RECORDS SUPPLIED =>

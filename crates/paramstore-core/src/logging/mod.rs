//! Logging abstractions
//!
//! The `Store` takes an injected [`Logger`]; the HTTP transport writes to the
//! global file logger, which is off unless `PARAMSTORE_DEBUG` is set.

mod traits;
mod noop;
mod console;
pub mod file_logger;

pub use traits::{Logger, SharedLogger};
#[cfg(test)]
pub(crate) use traits::test_support;
pub use noop::NoOpLogger;
pub use console::ConsoleLogger;

pub use file_logger::{
    log, debug, info, warn, error,
    log_file_path, LogLevel,
};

TRY IT =>
Where a line contains the word "traits", copy that line from the listing above.

RESPONSE TO THIS TASK =>
mod traits;
pub use traits::{Logger, SharedLogger};
pub(crate) use traits::test_support;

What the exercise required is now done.